2018-06-20 Thread Bert Gunter

... and II should have added that the "forecast" package may be what you're
looking for.

Cheers,
Bert



Bert Gunter

"The trouble with having an open mind is that people keep coming along and
sticking things into it."
-- Opus (aka Berkeley Breathed in his "Bloom County" comic strip )

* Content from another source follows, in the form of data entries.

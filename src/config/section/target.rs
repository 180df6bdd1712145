//! `[main]` and `[worker]` build target configuration.
//!
//! # Example
//!
//! ```toml
//! # Resident: the build tool keeps itself running in watch mode.
//! # Every burst of writes to out_dir counts as one successful rebuild.
//! [worker]
//! strategy = "resident"
//! command = ["npx", "vite", "build", "--watch", "--mode", "development",
//!            "--config", "packages/pack-worker/vite.config.ts"]
//! out_dir = "packages/pack-worker/dist"
//!
//! # Oneshot: devwatch watches the sources and runs the command per change.
//! # Exit status 0 is a successful rebuild.
//! [main]
//! strategy = "oneshot"
//! command = ["npx", "esbuild", "src/main.ts", "--bundle", "--outdir=dist"]
//! watch = ["packages/main/src"]
//! out_dir = "packages/main/dist"
//! ```

use std::path::PathBuf;

use serde::{Deserialize, Serialize};

use crate::config::{ConfigDiagnostics, FieldPath};

/// How rebuild completion is detected for a target.
#[derive(Debug, Clone, Copy, Default, PartialEq, Eq, Serialize, Deserialize)]
#[serde(rename_all = "lowercase")]
pub enum Strategy {
    /// Build tool runs its own watch mode; completions are output writes.
    #[default]
    Resident,
    /// devwatch watches sources and runs the command once per change batch.
    Oneshot,
}

/// One build target (main process bundle or worker bundle).
#[derive(Debug, Clone, Serialize, Deserialize)]
#[serde(default)]
pub struct TargetConfig {
    /// Completion detection strategy.
    pub strategy: Strategy,

    /// Build command and arguments.
    pub command: Vec<String>,

    /// Working directory for the build command (default: project root).
    pub cwd: Option<PathBuf>,

    /// Bundle output directory.
    pub out_dir: PathBuf,

    /// Source roots to watch (`oneshot` only).
    pub watch: Vec<PathBuf>,

    /// Quiet period before a batch of file events is reported.
    pub debounce_ms: u64,
}

impl Default for TargetConfig {
    fn default() -> Self {
        Self {
            strategy: Strategy::Resident,
            command: Vec::new(),
            cwd: None,
            out_dir: PathBuf::from("dist"),
            watch: Vec::new(),
            debounce_ms: 300,
        }
    }
}

impl TargetConfig {
    /// Defaults for the `[main]` section when it is omitted.
    pub fn default_main() -> Self {
        Self::vite_watch("packages/main")
    }

    /// Defaults for the `[worker]` section when it is omitted.
    pub fn default_worker() -> Self {
        Self::vite_watch("packages/pack-worker")
    }

    fn vite_watch(package: &str) -> Self {
        let vite_config = format!("{package}/vite.config.ts");
        Self {
            command: [
                "npx",
                "vite",
                "build",
                "--watch",
                "--mode",
                "development",
                "--config",
                vite_config.as_str(),
            ]
            .iter()
            .map(ToString::to_string)
            .collect(),
            out_dir: PathBuf::from(format!("{package}/dist")),
            ..Self::default()
        }
    }

    /// Display name of the build tool (first command element).
    pub fn program(&self) -> &str {
        self.command.first().map(String::as_str).unwrap_or("build")
    }

    pub fn validate(&self, section: Section, diag: &mut ConfigDiagnostics) {
        if self.command.is_empty() {
            diag.error_with_hint(
                section.command_field(),
                "build command is empty",
                "e.g. command = [\"npx\", \"vite\", \"build\", \"--watch\"]",
            );
        }
        if self.strategy == Strategy::Oneshot && self.watch.is_empty() {
            diag.error_with_hint(
                section.watch_field(),
                "oneshot targets need at least one source root to watch",
                "e.g. watch = [\"src\"], or use strategy = \"resident\"",
            );
        }
    }
}

/// Which target section a `TargetConfig` was read from.
#[derive(Debug, Clone, Copy, PartialEq, Eq)]
pub enum Section {
    Main,
    Worker,
}

impl Section {
    pub const fn name(self) -> &'static str {
        match self {
            Self::Main => "main",
            Self::Worker => "worker",
        }
    }

    const fn command_field(self) -> FieldPath {
        match self {
            Self::Main => FieldPath::new("main.command"),
            Self::Worker => FieldPath::new("worker.command"),
        }
    }

    const fn watch_field(self) -> FieldPath {
        match self {
            Self::Main => FieldPath::new("main.watch"),
            Self::Worker => FieldPath::new("worker.watch"),
        }
    }
}

#[cfg(test)]
mod tests {
    use std::path::PathBuf;

    use super::*;
    use crate::config::test_parse_config;

    #[test]
    fn test_target_defaults_when_omitted() {
        let config = test_parse_config("");

        assert_eq!(config.main.strategy, Strategy::Resident);
        assert!(config.main.command.contains(&"--watch".to_string()));
        assert!(
            config
                .main
                .command
                .contains(&"packages/main/vite.config.ts".to_string())
        );
        assert_eq!(config.main.out_dir, PathBuf::from("packages/main/dist"));
        assert_eq!(
            config.worker.out_dir,
            PathBuf::from("packages/pack-worker/dist")
        );
    }

    #[test]
    fn test_oneshot_target() {
        let config = test_parse_config(
            "[main]\nstrategy = \"oneshot\"\ncommand = [\"make\", \"main\"]\nwatch = [\"src\"]",
        );

        assert_eq!(config.main.strategy, Strategy::Oneshot);
        assert_eq!(config.main.command, vec!["make", "main"]);
        assert_eq!(config.main.watch, vec![PathBuf::from("src")]);
        assert_eq!(config.main.program(), "make");
        // Fields not given fall back to the generic target defaults
        assert_eq!(config.main.out_dir, PathBuf::from("dist"));
    }

    #[test]
    fn test_validate_empty_command() {
        let target = TargetConfig::default();
        let mut diag = ConfigDiagnostics::new();
        target.validate(Section::Worker, &mut diag);
        assert_eq!(diag.len(), 1);
        assert_eq!(diag.errors()[0].field.as_str(), "worker.command");
    }

    #[test]
    fn test_validate_oneshot_without_watch_roots() {
        let target = TargetConfig {
            strategy: Strategy::Oneshot,
            command: vec!["make".into()],
            ..TargetConfig::default()
        };
        let mut diag = ConfigDiagnostics::new();
        target.validate(Section::Main, &mut diag);
        assert_eq!(diag.len(), 1);
        assert_eq!(diag.errors()[0].field.as_str(), "main.watch");
    }
}
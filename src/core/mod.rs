//! Core types shared across the codebase.

mod state;

pub use state::{Phase, PhaseCell, is_shutdown, register_shutdown, setup_shutdown_handler};

#[cfg(test)]
pub use state::{SignalAction, on_signal};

On Wed, Jun 20, 2018 at 9:30 AM, Bert Gunter  wrote:

> Depending on exactly what you mean by"unsupervised", many.
>
> See here under "Decomposition and filtering":
>
> https://cran.r-project.org/web/views/TimeSeries.html
>
> You could also search on something like "smooth time series R" etc.
>
> However, assuming I have correcty interpreted "unsupervised algorithm," be
> aware that extrapolating from such smoothed historical data can be
> problematic precisely because no structure/model has been specified. See
> here for some further background and R functions:
>
> http://a-little-book-of-r-for-time-series.readthedocs.io/en/
> latest/src/timeseries.html#holt-winters-exponential-smoothing
>
>
> Cheers,
> Bert
>
>
>
>
>
>
> Bert Gunter
>
> "The trouble with having an open mind is that people keep coming along and
> sticking things into it."
> -- Opus (aka Berkeley Breathed in his "Bloom County" comic strip )
>
> On Wed, Jun 20, 2018 at 9:00 AM, Paul Bernal 
> wrote:
>
>> Dear friends,
>>
>> Hope you are all doing great. I would like to know if R has any
>> unsupervised algorithm to generate forecasts for historical data.
>>
>> Any help will be greatly appreciated,
>>
>> Best regards,
>>
>> Paul
>>
>> [[alternative HTML version deleted]]
>>
>> __
>> R-help@r-project.org mailing list -- To UNSUBSCRIBE and more, see
>> https://stat.ethz.ch/mailman/listinfo/r-help
>> PLEASE do read the posting guide http://www.R-project.org/posti
>> ng-guide.html
>> and provide commented, minimal, self-contained, reproducible code.
>>
>
>

[[alternative HTML version deleted]]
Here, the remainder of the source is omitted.